We’d read The Woman Warrior in class, a book that for whatever reason had resonated so deeply with me that it unlocked the quintessential Sarah Lawrence experience, the quintessential Bella experience. I’ve told this bit of the story at prospective-student events for two decades now: how I read my little mass-market paperback to shreds, the pages warped with highlighter ink and held together with rubber bands. (Yes, I still have it.) Bella assigned a 10-page paper, and I wrote and wrote and wrote in a fever and hit something like the 12-page mark with maybe a third of my ideas still lodged in my brain. What to do? In one of our conferences, I asked Bella this, on the verge of panic.
First, bless her, Bella laughed. Then, she said the most transformative sentence I’d ever heard, and perhaps that I’ve heard since: “I’m not going to tell you to do less work, Kim.”
It was a lightbulb moment—the realization that I was entitled to have an opinion; the thought that someone else, an adult, an intellectual, a woman of letters that I respected and admired and was a bit worshipful of/intimidated by, wanted to hear it. Keep going. Keep thinking. I had friends who’d gone on to huge universities, who’d been told outright that their professors and overworked TAs would stop reading at the prescribed limit, mid-sentence if it came to that. Your idea should fit within designated dimensions.
I don’t remember just how I wound that paper down—15 pages, 17? Bella praised it lavishly. I’m sure it’s still in a drawer in my home office, and I know I drew upon it on through my graduate degree. But the experience, that door blown wide open for me at 19, has never left me.
Back to our trip to the 92nd Street Y. Bella had checked out a campus van to drive us to the city. That image is hilarious to me now: petite, birdy Bella piloting a hulking 15-passenger van down the Cross County Parkway. (She forever claimed to be 5’3”, a lie I indulged because at 5’1” I loomed over her, even in my Chucks.) At the reading, someone distributed copies of several of MHK’s typed manuscript pages, with scribbles and strikethroughs and notes in the margins. As an aspiring writer, I was taken by these: here was another adult who inspired and awed me, and whose scrawled and typo-ed drafts were not so unlike my own! I blithered something to this effect to poor Ms. Kingston in the autograph line, later…and mentioned the raggedy, rubber-banded The Woman Warrior I’d left at home, afraid it would fall apart in her hands. She let me ramble and signed my book. My first signed book. (She did not personalize it, heh.) Her use of the Chinese character for her maiden name impressed me then. The blue ballpoint amuses me today.

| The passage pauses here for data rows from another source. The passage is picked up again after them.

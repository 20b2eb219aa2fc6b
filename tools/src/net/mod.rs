//! Network tools — ping and dns behind a single `net.network_tool` action.

pub mod dispatch;
pub mod dns;
pub mod ping;

use serde_json::json;
use std::sync::Arc;

use crate::executor::Executor;
use crate::registry::{make_tool, Registry};

pub use dispatch::{NetworkTool, ToolOutput, UNSUPPORTED_ACTION};

pub const NETWORK_TOOL: &str = "net.network_tool";

/// JSON Schema for `net.network_tool` input. Types only: value checks
/// belong to the dispatcher, which looks at `action` before anything else.
pub fn network_tool_schema() -> serde_json::Value {
    json!({
        "type": "object",
        "properties": {
            "action": { "type": "string" },
            "target": { "type": "string" },
            "count": { "type": "integer" }
        },
        "required": ["action", "target"]
    })
}

/// Register the network tool definition and its handler.
pub fn register_tools(reg: &mut Registry, executor: &mut Executor, tool: NetworkTool) {
    let mut def = make_tool(
        NETWORK_TOOL,
        "net",
        "Network helper supporting 'ping' and 'dns': ping a host and return raw output, \
         or resolve a hostname to its addresses",
        "low",
        true,
        120000,
    );
    def.input_schema = network_tool_schema();

    reg.register_tool(def);
    executor.register_handler(NETWORK_TOOL, Arc::new(tool));
}
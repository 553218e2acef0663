// Author: Eshan Roy
// SPDX-License-Identifier: MIT

//! Partitioning changed files into type/scope groups.

use crate::config::CommitType;
use crate::git::ChangedFile;
use indexmap::IndexMap;

use super::classifier::Classifier;
use super::scope::Scope;

/// A suggested commit: files sharing one type and one scope.
#[derive(Debug, Clone, PartialEq, Eq)]
pub struct Group {
    /// Commit type shared by all files.
    pub commit_type: CommitType,
    /// Scope shared by all files.
    pub scope: Scope,
    /// Files in input order.
    pub files: Vec<ChangedFile>,
}

impl Group {
    /// Description of the group's commit type.
    pub fn description(&self) -> &'static str {
        self.commit_type.description()
    }

    /// Conventional commit header prefix, `type(scope)`.
    pub fn header(&self) -> String {
        format!("{}({})", self.commit_type, self.scope)
    }
}

impl Classifier {
    /// Partition `files` into groups.
    ///
    /// Types appear in the order they are first seen in the input, and so do
    /// scopes within a type. Every file lands in exactly one group.
    pub fn group(&self, files: &[ChangedFile]) -> Vec<Group> {
        let mut buckets: IndexMap<CommitType, IndexMap<Scope, Vec<ChangedFile>>> =
            IndexMap::new();

        for file in files {
            let (commit_type, scope) = self.classify(&file.path);
            buckets
                .entry(commit_type)
                .or_default()
                .entry(scope)
                .or_default()
                .push(file.clone());
        }

        let groups: Vec<Group> = buckets
            .into_iter()
            .flat_map(|(commit_type, scopes)| {
                scopes.into_iter().map(move |(scope, files)| Group {
                    commit_type,
                    scope,
                    files,
                })
            })
            .collect();

        tracing::debug!("Grouped {} files into {} groups", files.len(), groups.len());
        groups
    }
}

/// Partition `files` using the built-in rules.
pub fn group(files: &[ChangedFile]) -> Vec<Group> {
    Classifier::shared().group(files)
}
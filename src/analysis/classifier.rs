// Author: Eshan Roy
// SPDX-License-Identifier: MIT

//! Per-file classification: commit type plus scope.

use crate::config::{CgConfig, CommitType};
use crate::error::{CgError, ConfigError, Result};
use lazy_static::lazy_static;

use super::classify::{TypeRule, TypeTable};
use super::scope::{Scope, ScopeExtractor};

lazy_static! {
    static ref BUILTIN: Classifier = Classifier::builtin();
}

/// Maps a path to its `(type, scope)` pair.
///
/// Holds no mutable state; one instance can classify any number of files.
#[derive(Debug, Clone)]
pub struct Classifier {
    types: TypeTable,
    scopes: ScopeExtractor,
}

impl Classifier {
    /// Classifier with the built-in rules only.
    pub fn builtin() -> Self {
        Self {
            types: TypeTable::builtin(),
            scopes: ScopeExtractor::builtin(),
        }
    }

    /// Build a classifier from configuration.
    ///
    /// Invalid patterns and a fallback scope that sanitizes to nothing are
    /// reported here, so classification itself stays infallible.
    pub fn from_config(config: &CgConfig) -> Result<Self> {
        let mut extra = Vec::with_capacity(config.classify.rules.len());
        for (index, rule) in config.classify.rules.iter().enumerate() {
            let compiled =
                TypeRule::new(rule.commit_type, rule.patterns.as_slice()).map_err(|e| {
                    CgError::Config(ConfigError::InvalidValue {
                        key: format!("classify.rules[{}].patterns", index),
                        message: e.to_string(),
                    })
                })?;
            extra.push(compiled);
        }

        let fallback = Scope::sanitize(&config.scope.fallback).ok_or_else(|| {
            CgError::Config(ConfigError::InvalidValue {
                key: "scope.fallback".to_string(),
                message: format!(
                    "'{}' has no characters in [a-z0-9-]",
                    config.scope.fallback
                ),
            })
        })?;

        tracing::debug!(
            "Classifier configured with {} extra rules and {} extra skip segments",
            extra.len(),
            config.scope.skip.len()
        );

        Ok(Self {
            types: TypeTable::with_rules(extra, config.classify.default_type),
            scopes: ScopeExtractor::new(config.scope.skip.as_slice(), fallback),
        })
    }

    /// Shared built-in instance.
    pub fn shared() -> &'static Classifier {
        &*BUILTIN
    }

    /// Infer the commit type of a path.
    pub fn classify_type(&self, path: &str) -> CommitType {
        self.types.classify(path)
    }

    /// Infer the scope of a path.
    pub fn extract_scope(&self, path: &str) -> Scope {
        self.scopes.extract(path)
    }

    /// Infer both type and scope.
    pub fn classify(&self, path: &str) -> (CommitType, Scope) {
        let commit_type = self.classify_type(path);
        let scope = self.extract_scope(path);
        tracing::trace!("{} -> {}({})", path, commit_type, scope);
        (commit_type, scope)
    }
}

/// Infer the commit type of a path using the built-in rules.
pub fn classify_type(path: &str) -> CommitType {
    Classifier::shared().classify_type(path)
}

/// Infer the scope of a path using the built-in skip set.
pub fn extract_scope(path: &str) -> Scope {
    Classifier::shared().extract_scope(path)
}
// Author: Eshan Roy
// SPDX-License-Identifier: MIT

//! Scope extraction from file paths.

use serde::Serialize;
use std::fmt;

/// Generic directory names that never make a useful scope.
pub const SKIP_SEGMENTS: &[&str] = &[
    "src",
    "lib",
    "app",
    "components",
    "pages",
    "api",
    "tests",
    "test",
    "__tests__",
];

/// A commit scope: non-empty, lowercase ASCII letters, digits and hyphens.
#[derive(Debug, Clone, PartialEq, Eq, Hash, PartialOrd, Ord, Serialize)]
#[serde(transparent)]
pub struct Scope(String);

impl Scope {
    /// The sentinel used when a path has no meaningful segment.
    pub const CORE: &'static str = "core";

    /// The `core` sentinel scope.
    pub fn core() -> Self {
        Scope(Self::CORE.to_string())
    }

    /// Lower-case `raw` and drop everything outside `[a-z0-9-]`.
    ///
    /// Returns `None` when nothing is left.
    pub fn sanitize(raw: &str) -> Option<Self> {
        let cleaned: String = raw
            .to_lowercase()
            .chars()
            .filter(|c| c.is_ascii_lowercase() || c.is_ascii_digit() || *c == '-')
            .collect();

        if cleaned.is_empty() {
            None
        } else {
            Some(Scope(cleaned))
        }
    }

    pub fn as_str(&self) -> &str {
        &self.0
    }
}

impl fmt::Display for Scope {
    fn fmt(&self, f: &mut fmt::Formatter<'_>) -> fmt::Result {
        f.write_str(&self.0)
    }
}

impl AsRef<str> for Scope {
    fn as_ref(&self) -> &str {
        &self.0
    }
}

/// Derives a scope from the first meaningful path segment.
#[derive(Debug, Clone)]
pub struct ScopeExtractor {
    skip: Vec<String>,
    fallback: Scope,
}

impl ScopeExtractor {
    /// The built-in skip set with the `core` fallback.
    pub fn builtin() -> Self {
        Self::new::<&str>(&[], Scope::core())
    }

    /// Extend the built-in skip set and replace the fallback scope.
    pub fn new<S: AsRef<str>>(extra_skip: &[S], fallback: Scope) -> Self {
        let skip = SKIP_SEGMENTS
            .iter()
            .map(|s| s.to_string())
            .chain(extra_skip.iter().map(|s| s.as_ref().to_lowercase()))
            .collect();

        Self { skip, fallback }
    }

    /// The scope returned when every segment is filtered out.
    pub fn fallback(&self) -> &Scope {
        &self.fallback
    }

    /// Check whether a segment is a generic container name.
    pub fn is_skipped(&self, segment: &str) -> bool {
        let lower = segment.to_lowercase();
        self.skip.iter().any(|s| *s == lower)
    }

    /// Extract the scope of a path. Never fails.
    pub fn extract(&self, path: &str) -> Scope {
        let candidate = path
            .split('/')
            .filter(|segment| !segment.is_empty() && *segment != ".")
            .find(|segment| !segment.starts_with('.') && !self.is_skipped(segment));

        candidate
            .and_then(|segment| Scope::sanitize(file_stem(segment)))
            .unwrap_or_else(|| self.fallback.clone())
    }
}

/// The segment without its last extension.
fn file_stem(segment: &str) -> &str {
    match segment.rsplit_once('.') {
        Some((stem, _)) if !stem.is_empty() => stem,
        _ => segment,
    }
}

#[cfg(test)]
mod tests {
    use super::*;

    fn extract(path: &str) -> String {
        ScopeExtractor::builtin().extract(path).to_string()
    }

    #[test]
    fn test_scope_sanitization() {
        assert_eq!(extract("src/Components/UserProfile.tsx"), "userprofile");
        assert_eq!(extract("src/my_module/mod.rs"), "mymodule");
        assert_eq!(extract("web-ui/index.html"), "web-ui");
    }

    #[test]
    fn test_skipped_segments() {
        assert_eq!(extract("src/api/auth.ts"), "auth");
        assert_eq!(extract("lib/app/pages/home/index.ts"), "home");
        assert_eq!(extract("tests/api/auth.test.ts"), "authtest");
    }

    #[test]
    fn test_bare_filename() {
        assert_eq!(extract("README.md"), "readme");
        assert_eq!(extract("Cargo.toml"), "cargo");
        assert_eq!(extract("Makefile"), "makefile");
    }

    #[test]
    fn test_core_sentinel() {
        assert_eq!(extract("src"), "core");
        assert_eq!(extract("src/api"), "core");
        assert_eq!(extract(".github/.cache"), "core");
        assert_eq!(extract(".gitignore"), "core");
        assert_eq!(extract(""), "core");
    }

    #[test]
    fn test_hidden_directories_skipped() {
        assert_eq!(extract(".github/workflows/ci.yml"), "workflows");
        assert_eq!(extract("./docs/guide.md"), "docs");
    }

    #[test]
    fn test_unsanitizable_segment_falls_back() {
        assert_eq!(extract("日本/readme.md"), "core");
    }

    #[test]
    fn test_extra_skip_and_fallback() {
        let extractor = ScopeExtractor::new(&["Crates"], Scope::sanitize("repo").unwrap());
        assert_eq!(extractor.extract("crates/parser/lib.rs").as_str(), "parser");
        assert_eq!(extractor.extract("crates").as_str(), "repo");
        assert_eq!(extractor.fallback().as_str(), "repo");
    }

    #[test]
    fn test_sanitize() {
        assert_eq!(Scope::sanitize("Auth_Service!").unwrap().as_str(), "authservice");
        assert!(Scope::sanitize("__").is_none());
        assert!(Scope::sanitize("").is_none());
    }

    #[test]
    fn test_file_stem() {
        assert_eq!(file_stem("auth.test.ts"), "auth.test");
        assert_eq!(file_stem("Makefile"), "Makefile");
        assert_eq!(file_stem(".env"), ".env");
    }
}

My Bowie horizons were expanding that year, too. I’d had Let’s Dance and Tonight on vinyl, in high school. (I was fascinated by the short-film video for Blue Jean, with its finger-snapping club audience, too cool to applaud.) But my roommate had arrived with both an Apple Macintosh and a stereo system complete with CD player, two signifiers of unimaginable wealth to scholarship-dependent me. Elizabeth allowed me occasional music privileges, and from her collection I’d made cassette copies for my own sad little single-deck boom box: Elvis Costello and the Attractions.* Talking Heads, Naked and Little Creatures. The Rolling Stones, Hot Licks. And a David Bowie greatest-hits collection.
I came back and back to that one. At one point I had the track list memorized, the exact order I’d copied down in block print on the cramped Maxell label, its particular sequence of Changes to Starman, Fame to Fashion to DJ to TVC 15. When I replaced that tape with a Best of Bowie two-disc set, years and years later, I noticed where it differed. (Now, I can look it up—can look anything up. My roomie’s album might have been the Fame and Fashion compilation, and I’ve scrambled the order in my head. It doesn’t matter. I knew it by heart once, sang along word for word and knew what was coming next.)
So. Driving at night, listening to Bowie. I vividly remember hearing it, that click of recognition, thinking, “Ohh, I love this song!”…but if I'm being honest, I can’t remember which song, now. One of the gentler ones. For the purposes of this story, this memory, it ought to be Changes. Me at 19, in New York City, visiting a cultural and literary landmark, learning to write, meeting a Real Writer. Feeling, for a moment, like somebody’s child still, lulled in the back seat even as all my horizons were vanishing at once, so so fast, so many doors opening onto infinite possibilities.
But I can’t be sure. Maybe it was Space Oddity, Major Tom stepping out into those very different stars. Maybe it was Ashes to Ashes.
I’m happy, hope you're happy too.
*Advance notice: If and when Mr. Declan McManus shuffles off this mortal coil, I am going to need a couple days off work. Stay well, Elvis!